# Scheduling a Golf Tournament Blog

Version 2

 Contents Constraint Programming Modeling the Golfers Problem Solving the Golfers Problem Results

On May 1998, a post on the sci.op-research newsgroup posed the following problem: suppose you have 32 golfers who organize each week into groups of four. The original post said that the goal is to select the foursomes so that each person only golfs with the same person once.
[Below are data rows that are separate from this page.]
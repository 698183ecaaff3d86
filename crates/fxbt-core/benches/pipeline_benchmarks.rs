use criterion::{black_box, criterion_group, criterion_main, BenchmarkId, Criterion};
use fxbt_core::engines::{EntryEngine, ReversionEngine};
use fxbt_core::indicators::{EwmaMetric, EwmaVol, Metric, PriceField, Spread, ThresholdReversion, TickRate, ZScore};
use fxbt_core::manager::MetricsManager;
use fxbt_core::pipeline::{DefaultExitDistances, SymbolPipeline};
use fxbt_core::predicates::PredicateList;
use fxbt_core::Tick;

fn build_pipeline() -> SymbolPipeline {
    let metrics: Vec<Box<dyn Metric>> = vec![
        Box::new(EwmaMetric::new("e", 30.0, None, PriceField::Mid).unwrap()),
        Box::new(ZScore::new("z", 60.0).unwrap()),
        Box::new(EwmaVol::new("v", 30.0, 300.0, 16, 0.0005, 3.0).unwrap()),
        Box::new(Spread::new("s", 0.0001, 60.0).unwrap()),
        Box::new(TickRate::new("r", 60.0).unwrap()),
        Box::new(ThresholdReversion::new("rv", 0.0001, 10.0, 10.0, 10.0, 0.0, 60.0).unwrap()),
    ];
    let engine: Box<dyn EntryEngine> = Box::new(ReversionEngine::new("rv").unwrap());
    SymbolPipeline::new(
        1,
        0.0001,
        30.0,
        600.0,
        DefaultExitDistances { tp_pips: 10.0, sl_pips: 10.0 },
        MetricsManager::new(metrics),
        PredicateList::new(vec![]),
        PredicateList::new(vec![]),
        engine,
    )
}

fn bench_pipeline_on_tick(c: &mut Criterion) {
    let mut group = c.benchmark_group("pipeline_on_tick");

    for &n in &[1_000usize, 10_000, 100_000] {
        group.bench_with_input(BenchmarkId::from_parameter(n), &n, |b, &n| {
            b.iter_batched_ref(
                build_pipeline,
                |pipeline| {
                    let mut t = 0.0;
                    for i in 0..n {
                        let mid = 1.1000 + ((i % 200) as f64 - 100.0) * 0.00001;
                        let tick = Tick::new(1, t, mid - 0.00005, mid + 0.00005);
                        pipeline.on_tick(black_box(&tick)).unwrap();
                        t += 1.0;
                    }
                    black_box(pipeline.trades().len());
                },
                criterion::BatchSize::LargeInput,
            );
        });
    }

    group.finish();
}

criterion_group!(benches, bench_pipeline_on_tick);
criterion_main!(benches);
How many weeks before all of the options are exhausted?

This problem has since become a famous combinatorial problem and is usually called the social golfer problem. It is a generalization of a round-robin tournament. It helps to bound the problem. You can easily show that there is no solution for a number of weeks strictly greater than ten. This follows from the fact that each player plays with three other players each week, and since there is a total of 31 other players, this means a player runs out of opponents after (31)/3 weeks. In this article, we will see how to construct a nine-week schedule. Constructing a ten-week schedule or proving that none exists remains an open problem!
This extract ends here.